La Criirad dénonce un arrêté qui permettrait d’inclure des rebus radioactifs dans des bâtiments.
LIBERATION
09/02/2010
Par ELIANE PATRIARCA
« C’est irresponsable, criminel. » Roland Desbordes, le président de la Commission de recherche et d’information indépendante sur la radioactivité (Criirad), ne mâche pas ses mots.
Objet de son ire : un arrêté interministériel, paru au Journal officiel le 14 mai 2009 qui, selon la Criirad, ouvre une dérogation à l’interdiction, inscrite dans le code de santé publique depuis 2002, d’utiliser ou d’ajouter des substances radioactives dans les matériaux de construction et biens de consommation.
En bref, les industriels peuvent désormais écouler leurs déchets radioactifs en les mixant à d’autres matériaux et en faire des gravats ou du ciment. « La porte ouverte à l’éparpillement de la pollution radioactive », s’inquiète Desbordes, et un risque pour la santé publique : « Inclure des substances, même faiblement radioactives, dans la nature, c’est accroître le risque de cancers ».
L’enjeu est énorme. « Le code de la santé publique interdisait aux déchets de l’industrie nucléaire de sortir de la filière.

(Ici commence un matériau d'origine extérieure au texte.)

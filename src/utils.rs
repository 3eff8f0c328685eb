use lazy_static::lazy_static;
use regex::Regex;

lazy_static! {
    // bytes that survive a POSIX shell unquoted
    static ref SHELL_SAFE: Regex =
        Regex::new("^[A-Za-z0-9_@%+=:,./-]+$").expect("cannot build shell-safe regex");
}

/// Quotes one argument for inclusion in a server-parsed shell command line.
///
/// Arguments made only of safe bytes pass through unchanged; anything else is
/// wrapped in single quotes, with embedded single quotes rendered as `'\''`.
pub(crate) fn shell_quote(argument: &str) -> String {
    if !argument.is_empty() && SHELL_SAFE.is_match(argument) {
        argument.to_string()
    } else {
        format!("'{}'", argument.replace('\'', "'\\''"))
    }
}

/// Joins a command and its arguments into one shell line: arguments are
/// quoted individually, the command token itself never is.
pub(crate) fn build_command_line(command: &str, args: &[&str]) -> String {
    let mut line = command.to_string();
    for arg in args {
        line.push(' ');
        line.push_str(&shell_quote(arg));
    }
    line
}
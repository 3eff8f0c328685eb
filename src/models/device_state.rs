use std::fmt::Display;

use serde::{Deserialize, Serialize};

/// Connectivity state of a device as reported by `get-state`.
///
/// Tokens the server may add in future versions map to [`DeviceState::Unknown`]
/// instead of failing the query.
#[derive(Debug, Clone, Copy, PartialEq, Eq, Hash, Serialize, Deserialize)]
pub enum DeviceState {
    /// State token not recognized by this client.
    Unknown,
    /// Device is known to the server but not responding.
    Offline,
    /// Device is connected and ready.
    Device,
    /// Device is in recovery mode.
    Recovery,
    /// Device is in bootloader/fastboot mode.
    BootLoader,
    /// Host is not authorized to talk to the device.
    Unauthorized,
    /// Authorization handshake in progress.
    Authorizing,
    /// Device is in sideload mode.
    Sideload,
    /// Connection to the device is being established.
    Connecting,
    /// Device is in rescue mode.
    Rescue,
}

impl From<&str> for DeviceState {
    fn from(value: &str) -> Self {
        match value {
            "device" => Self::Device,
            "offline" => Self::Offline,
            "bootloader" => Self::BootLoader,
            "recovery" => Self::Recovery,
            "unauthorized" => Self::Unauthorized,
            "authorizing" => Self::Authorizing,
            "connecting" => Self::Connecting,
            "sideload" => Self::Sideload,
            "rescue" => Self::Rescue,
            _ => Self::Unknown,
        }
    }
}

impl Display for DeviceState {
    fn fmt(&self, f: &mut std::fmt::Formatter<'_>) -> std::fmt::Result {
        let s = match self {
            Self::Unknown => "unknown",
            Self::Offline => "offline",
            Self::Device => "device",
            Self::Recovery => "recovery",
            Self::BootLoader => "bootloader",
            Self::Unauthorized => "unauthorized",
            Self::Authorizing => "authorizing",
            Self::Sideload => "sideload",
            Self::Connecting => "connecting",
            Self::Rescue => "rescue",
        };
        write!(f, "{s}")
    }
}
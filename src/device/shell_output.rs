use std::io::{BufReader, Read};
use std::net::TcpStream;

/// Combined stdout/stderr of a `shell:` command.
///
/// Legacy shell transports pass output through a pty, which rewrites `\n`
/// into `\r\n`; this reader undoes that by dropping every `\r` immediately
/// followed by `\n`. A `\r` not followed by `\n` passes through unchanged.
/// Dropping the reader closes the connection.
#[derive(Debug)]
pub struct ShellOutput {
    inner: CrlfFilter<BufReader<TcpStream>>,
}

impl ShellOutput {
    pub(crate) fn new(stream: TcpStream) -> Self {
        Self {
            inner: CrlfFilter::new(BufReader::new(stream)),
        }
    }
}

impl Read for ShellOutput {
    fn read(&mut self, buf: &mut [u8]) -> std::io::Result<usize> {
        self.inner.read(buf)
    }
}

const SCRATCH_SIZE: usize = 8 * 1024;

/// Drops every 0x0D byte directly preceding a 0x0A.
///
/// Each call performs at most one read on the inner stream once it has
/// produced output, so streaming sources are delivered as they arrive.
#[derive(Debug)]
pub(crate) struct CrlfFilter<R: Read> {
    inner: R,
    // carriage return consumed from `inner` but not yet classified
    pending_cr: bool,
    // output byte that did not fit the caller's buffer
    carry: Option<u8>,
    eof: bool,
}

impl<R: Read> CrlfFilter<R> {
    pub(crate) fn new(inner: R) -> Self {
        Self {
            inner,
            pending_cr: false,
            carry: None,
            eof: false,
        }
    }

    fn emit(&mut self, buf: &mut [u8], written: usize, byte: u8) -> usize {
        if written < buf.len() {
            buf[written] = byte;
            written + 1
        } else {
            debug_assert!(self.carry.is_none());
            self.carry = Some(byte);
            written
        }
    }
}

impl<R: Read> Read for CrlfFilter<R> {
    fn read(&mut self, buf: &mut [u8]) -> std::io::Result<usize> {
        if buf.is_empty() {
            return Ok(0);
        }
        let mut written = 0;
        if let Some(byte) = self.carry.take() {
            buf[written] = byte;
            written += 1;
        }
        let mut scratch = [0_u8; SCRATCH_SIZE];
        while written == 0 && !self.eof {
            // keep one slot free: a pending \r can turn n input bytes into n+1
            let want = scratch.len().min((buf.len() - written).max(2) - 1);
            let read = match self.inner.read(&mut scratch[..want]) {
                Ok(n) => n,
                Err(e) if e.kind() == std::io::ErrorKind::Interrupted => continue,
                Err(e) => return Err(e),
            };
            if read == 0 {
                self.eof = true;
                if self.pending_cr {
                    // stream ended on a bare carriage return; emit it
                    self.pending_cr = false;
                    buf[written] = b'\r';
                    written += 1;
                }
                break;
            }
            for &byte in &scratch[..read] {
                match (self.pending_cr, byte) {
                    (false, b'\r') => self.pending_cr = true,
                    (false, other) => {
                        written = self.emit(buf, written, other);
                    }
                    (true, b'\n') => {
                        self.pending_cr = false;
                        written = self.emit(buf, written, b'\n');
                    }
                    (true, b'\r') => {
                        // previous \r was bare; the new one may still pair up
                        written = self.emit(buf, written, b'\r');
                    }
                    (true, other) => {
                        self.pending_cr = false;
                        written = self.emit(buf, written, b'\r');
                        written = self.emit(buf, written, other);
                    }
                }
            }
        }
        Ok(written)
    }
}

L’arrêté change la donne. Aujourd’hui, seuls 10% des déchets, les plus radioactifs, sont enfouis en centres de stockage spécialisés et cela coûte cher à l’industriel. Le reste est entreposé, parfois en pleine nature, protégé par un simple grillage », poursuit le président de la Criirad. Il cite l’exemple d’une fonderie de la Loire qui envisageait d’utiliser des fûts ayant contenu des produits irradiés pour les mélanger avec d’autres ferrailles et fabriquer de la robinetterie. Le tribunal administratif a mis son veto. « On est aussi à l’aube du démantèlement des vieilles centrales nucléaires, note Roland Desbordes, soit des millions de tonnes de gravats dont les exploitants préféreront se débarrasser plutôt que de payer pour les stocker ! »
Au ministère de l’Environnement, on ne comprend pas cet emballement. Stéphane Noël, responsable de la mission sûreté nucléaire et radioprotection, explique que « le code de la santé publique prévoyait des dérogations que l’arrêté ne fait que préciser ». « Chaque demande d’industriel fera l’objet d’une instruction très approfondie, dit-il, et ne sera validée que si le projet ne présente aucun risque environnemental ou sanitaire. » La Criirad, qui a déposé un recours devant le Conseil d’Etat, souligne que l’Autorité de sûreté nucléaire a rendu en 2008 un avis défavorable à l’arrêté par crainte d’une banalisation des dérogations.